[PROBLEM]:
In the records that follow, find the line with "# Library State"; from there, retype every line exactly through the line with "an empty library.", which also belongs to the answer.

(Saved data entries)
◇ ◇ ◇ ◇ ◇

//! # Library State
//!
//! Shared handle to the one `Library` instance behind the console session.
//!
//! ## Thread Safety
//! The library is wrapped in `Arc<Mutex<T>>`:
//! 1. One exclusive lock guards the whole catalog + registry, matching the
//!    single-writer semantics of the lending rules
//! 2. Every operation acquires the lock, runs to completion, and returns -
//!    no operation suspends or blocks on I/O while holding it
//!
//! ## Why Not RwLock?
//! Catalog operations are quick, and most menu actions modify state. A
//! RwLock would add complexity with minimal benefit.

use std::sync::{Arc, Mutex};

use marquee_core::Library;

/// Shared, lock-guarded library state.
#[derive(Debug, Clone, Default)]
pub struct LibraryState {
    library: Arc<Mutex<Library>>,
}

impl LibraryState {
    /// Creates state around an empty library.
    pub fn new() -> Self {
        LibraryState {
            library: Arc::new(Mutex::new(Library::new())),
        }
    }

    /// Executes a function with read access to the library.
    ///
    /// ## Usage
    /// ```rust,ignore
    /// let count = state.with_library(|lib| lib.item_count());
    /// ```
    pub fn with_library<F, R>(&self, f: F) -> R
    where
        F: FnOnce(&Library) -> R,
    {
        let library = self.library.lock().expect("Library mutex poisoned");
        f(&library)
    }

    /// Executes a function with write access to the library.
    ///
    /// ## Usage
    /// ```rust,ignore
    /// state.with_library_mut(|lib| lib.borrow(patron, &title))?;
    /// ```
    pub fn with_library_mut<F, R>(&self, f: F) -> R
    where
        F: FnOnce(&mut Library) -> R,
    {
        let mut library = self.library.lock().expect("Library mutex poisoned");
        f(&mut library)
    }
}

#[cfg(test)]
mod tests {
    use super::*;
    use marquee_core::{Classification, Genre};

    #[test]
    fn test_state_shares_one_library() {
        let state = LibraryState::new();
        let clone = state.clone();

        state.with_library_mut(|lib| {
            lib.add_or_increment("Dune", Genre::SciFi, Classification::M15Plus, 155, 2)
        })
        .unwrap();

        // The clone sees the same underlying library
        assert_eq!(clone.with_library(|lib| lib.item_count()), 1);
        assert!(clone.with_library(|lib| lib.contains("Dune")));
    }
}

◇ ◇ ◇ ◇ ◇

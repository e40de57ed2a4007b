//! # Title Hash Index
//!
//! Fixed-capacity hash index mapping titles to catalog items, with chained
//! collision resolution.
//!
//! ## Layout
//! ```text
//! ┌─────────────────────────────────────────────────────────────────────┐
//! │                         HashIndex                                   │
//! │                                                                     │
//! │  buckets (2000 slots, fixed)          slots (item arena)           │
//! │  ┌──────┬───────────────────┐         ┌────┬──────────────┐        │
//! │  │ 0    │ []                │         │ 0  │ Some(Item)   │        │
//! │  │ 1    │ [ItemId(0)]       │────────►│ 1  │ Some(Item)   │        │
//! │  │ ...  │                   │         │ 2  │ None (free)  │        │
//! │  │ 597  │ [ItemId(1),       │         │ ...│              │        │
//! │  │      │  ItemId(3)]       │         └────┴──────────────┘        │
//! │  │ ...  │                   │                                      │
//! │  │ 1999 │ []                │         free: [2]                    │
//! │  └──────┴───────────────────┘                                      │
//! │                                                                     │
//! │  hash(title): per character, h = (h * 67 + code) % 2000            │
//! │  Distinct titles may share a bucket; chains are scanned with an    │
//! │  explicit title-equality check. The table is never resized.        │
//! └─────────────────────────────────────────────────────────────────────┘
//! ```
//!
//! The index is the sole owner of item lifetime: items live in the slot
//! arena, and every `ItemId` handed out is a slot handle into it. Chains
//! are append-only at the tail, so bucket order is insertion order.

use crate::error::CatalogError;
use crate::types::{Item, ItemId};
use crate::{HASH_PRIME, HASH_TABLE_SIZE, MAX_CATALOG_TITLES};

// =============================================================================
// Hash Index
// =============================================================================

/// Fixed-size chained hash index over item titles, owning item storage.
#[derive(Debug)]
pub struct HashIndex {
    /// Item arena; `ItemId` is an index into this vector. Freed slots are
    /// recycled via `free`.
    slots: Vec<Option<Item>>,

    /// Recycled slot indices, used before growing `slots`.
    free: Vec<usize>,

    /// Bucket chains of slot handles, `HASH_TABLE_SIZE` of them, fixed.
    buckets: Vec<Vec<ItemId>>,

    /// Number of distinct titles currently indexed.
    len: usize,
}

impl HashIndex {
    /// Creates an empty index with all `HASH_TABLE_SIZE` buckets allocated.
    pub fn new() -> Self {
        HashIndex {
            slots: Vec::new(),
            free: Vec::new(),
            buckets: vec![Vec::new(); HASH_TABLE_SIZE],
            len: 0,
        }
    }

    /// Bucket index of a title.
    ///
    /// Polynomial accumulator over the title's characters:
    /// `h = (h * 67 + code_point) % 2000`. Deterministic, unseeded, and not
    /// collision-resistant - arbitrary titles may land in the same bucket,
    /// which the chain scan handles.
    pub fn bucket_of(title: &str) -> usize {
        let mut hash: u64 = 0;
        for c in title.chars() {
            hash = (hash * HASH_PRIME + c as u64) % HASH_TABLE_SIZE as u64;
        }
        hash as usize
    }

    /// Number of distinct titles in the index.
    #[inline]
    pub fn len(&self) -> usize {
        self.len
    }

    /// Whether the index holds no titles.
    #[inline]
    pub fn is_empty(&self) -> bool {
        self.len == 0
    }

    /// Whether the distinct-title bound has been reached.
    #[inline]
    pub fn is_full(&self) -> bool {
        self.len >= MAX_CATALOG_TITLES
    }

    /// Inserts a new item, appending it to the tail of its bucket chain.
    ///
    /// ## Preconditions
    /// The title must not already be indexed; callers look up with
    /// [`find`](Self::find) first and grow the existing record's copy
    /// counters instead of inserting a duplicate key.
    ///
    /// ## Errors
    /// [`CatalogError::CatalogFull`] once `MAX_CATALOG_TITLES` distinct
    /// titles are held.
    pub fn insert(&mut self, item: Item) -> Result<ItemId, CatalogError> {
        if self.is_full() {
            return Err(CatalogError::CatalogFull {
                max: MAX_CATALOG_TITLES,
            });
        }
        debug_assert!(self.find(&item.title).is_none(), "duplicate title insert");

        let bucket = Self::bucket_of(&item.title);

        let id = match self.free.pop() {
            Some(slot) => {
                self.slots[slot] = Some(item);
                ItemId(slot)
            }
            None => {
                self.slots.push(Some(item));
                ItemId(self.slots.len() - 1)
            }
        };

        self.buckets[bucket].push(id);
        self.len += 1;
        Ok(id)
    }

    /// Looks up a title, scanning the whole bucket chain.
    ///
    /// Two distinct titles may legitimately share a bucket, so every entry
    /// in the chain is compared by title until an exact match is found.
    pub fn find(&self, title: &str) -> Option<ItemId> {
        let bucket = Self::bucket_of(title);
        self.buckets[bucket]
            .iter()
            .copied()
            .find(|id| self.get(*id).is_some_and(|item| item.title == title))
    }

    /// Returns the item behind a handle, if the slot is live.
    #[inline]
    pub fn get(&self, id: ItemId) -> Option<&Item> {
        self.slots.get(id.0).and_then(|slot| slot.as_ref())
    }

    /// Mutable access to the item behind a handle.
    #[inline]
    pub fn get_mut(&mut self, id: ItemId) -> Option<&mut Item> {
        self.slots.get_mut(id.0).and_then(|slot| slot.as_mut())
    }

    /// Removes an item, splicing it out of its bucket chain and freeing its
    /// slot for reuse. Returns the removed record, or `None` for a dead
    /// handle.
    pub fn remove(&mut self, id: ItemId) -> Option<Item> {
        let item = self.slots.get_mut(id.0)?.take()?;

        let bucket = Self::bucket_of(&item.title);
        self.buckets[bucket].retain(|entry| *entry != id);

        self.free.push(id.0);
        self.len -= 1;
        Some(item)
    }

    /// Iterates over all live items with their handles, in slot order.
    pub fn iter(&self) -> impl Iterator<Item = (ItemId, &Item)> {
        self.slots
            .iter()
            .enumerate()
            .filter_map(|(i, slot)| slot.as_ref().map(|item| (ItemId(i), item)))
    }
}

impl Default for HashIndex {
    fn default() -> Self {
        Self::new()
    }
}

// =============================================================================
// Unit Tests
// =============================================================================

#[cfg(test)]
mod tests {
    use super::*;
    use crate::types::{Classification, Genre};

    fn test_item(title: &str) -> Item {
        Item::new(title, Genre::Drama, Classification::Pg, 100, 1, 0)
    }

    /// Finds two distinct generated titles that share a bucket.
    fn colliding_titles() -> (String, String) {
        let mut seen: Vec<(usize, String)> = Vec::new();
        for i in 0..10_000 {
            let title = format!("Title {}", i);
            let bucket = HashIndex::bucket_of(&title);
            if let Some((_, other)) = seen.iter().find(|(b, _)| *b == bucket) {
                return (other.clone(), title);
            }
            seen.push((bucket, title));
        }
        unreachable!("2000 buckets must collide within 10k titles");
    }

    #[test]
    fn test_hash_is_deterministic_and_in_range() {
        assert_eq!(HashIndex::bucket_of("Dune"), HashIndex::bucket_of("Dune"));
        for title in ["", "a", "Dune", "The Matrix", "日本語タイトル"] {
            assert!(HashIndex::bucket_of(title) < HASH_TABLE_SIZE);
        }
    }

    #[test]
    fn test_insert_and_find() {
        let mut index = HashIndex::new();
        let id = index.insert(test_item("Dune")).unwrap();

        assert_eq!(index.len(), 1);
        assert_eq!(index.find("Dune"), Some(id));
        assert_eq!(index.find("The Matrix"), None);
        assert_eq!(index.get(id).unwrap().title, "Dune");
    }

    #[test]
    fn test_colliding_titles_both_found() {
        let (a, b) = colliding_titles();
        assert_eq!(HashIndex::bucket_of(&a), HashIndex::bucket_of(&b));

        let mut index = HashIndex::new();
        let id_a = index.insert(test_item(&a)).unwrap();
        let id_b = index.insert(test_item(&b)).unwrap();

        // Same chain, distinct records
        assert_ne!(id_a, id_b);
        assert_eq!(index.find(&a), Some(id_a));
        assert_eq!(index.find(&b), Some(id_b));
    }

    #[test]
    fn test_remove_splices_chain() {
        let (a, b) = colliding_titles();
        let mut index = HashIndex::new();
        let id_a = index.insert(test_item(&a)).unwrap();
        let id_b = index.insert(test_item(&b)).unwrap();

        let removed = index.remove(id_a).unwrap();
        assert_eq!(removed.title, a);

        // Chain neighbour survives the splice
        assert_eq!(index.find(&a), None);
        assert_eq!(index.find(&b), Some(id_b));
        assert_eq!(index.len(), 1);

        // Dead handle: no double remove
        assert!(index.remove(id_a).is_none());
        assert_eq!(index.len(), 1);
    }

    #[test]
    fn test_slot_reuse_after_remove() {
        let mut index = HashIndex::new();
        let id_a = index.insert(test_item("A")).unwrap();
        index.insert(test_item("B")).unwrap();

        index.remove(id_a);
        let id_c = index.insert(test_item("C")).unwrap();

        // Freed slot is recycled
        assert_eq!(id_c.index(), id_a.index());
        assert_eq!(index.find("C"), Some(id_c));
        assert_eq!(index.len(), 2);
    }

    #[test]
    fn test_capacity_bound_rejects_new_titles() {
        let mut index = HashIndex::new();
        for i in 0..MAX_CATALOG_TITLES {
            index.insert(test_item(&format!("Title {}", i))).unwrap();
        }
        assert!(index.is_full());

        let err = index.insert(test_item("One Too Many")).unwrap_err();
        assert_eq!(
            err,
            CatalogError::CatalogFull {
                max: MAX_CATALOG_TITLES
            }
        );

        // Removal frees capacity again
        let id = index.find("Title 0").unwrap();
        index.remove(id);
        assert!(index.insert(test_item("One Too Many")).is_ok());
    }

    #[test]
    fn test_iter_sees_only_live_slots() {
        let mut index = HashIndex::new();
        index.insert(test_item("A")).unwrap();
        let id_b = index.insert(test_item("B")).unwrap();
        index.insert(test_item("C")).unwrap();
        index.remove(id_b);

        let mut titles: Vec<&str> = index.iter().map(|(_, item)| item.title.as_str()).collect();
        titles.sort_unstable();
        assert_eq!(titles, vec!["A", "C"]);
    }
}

◇ ◇ ◇ ◇ ◇

[ANSWER TO THIS TASK]:
//! # Library State
//!
//! Shared handle to the one `Library` instance behind the console session.
//!
//! ## Thread Safety
//! The library is wrapped in `Arc<Mutex<T>>`:
//! 1. One exclusive lock guards the whole catalog + registry, matching the
//!    single-writer semantics of the lending rules
//! 2. Every operation acquires the lock, runs to completion, and returns -
//!    no operation suspends or blocks on I/O while holding it
//!
//! ## Why Not RwLock?
//! Catalog operations are quick, and most menu actions modify state. A
//! RwLock would add complexity with minimal benefit.

use std::sync::{Arc, Mutex};

use marquee_core::Library;

/// Shared, lock-guarded library state.
#[derive(Debug, Clone, Default)]
pub struct LibraryState {
    library: Arc<Mutex<Library>>,
}

impl LibraryState {
    /// Creates state around an empty library.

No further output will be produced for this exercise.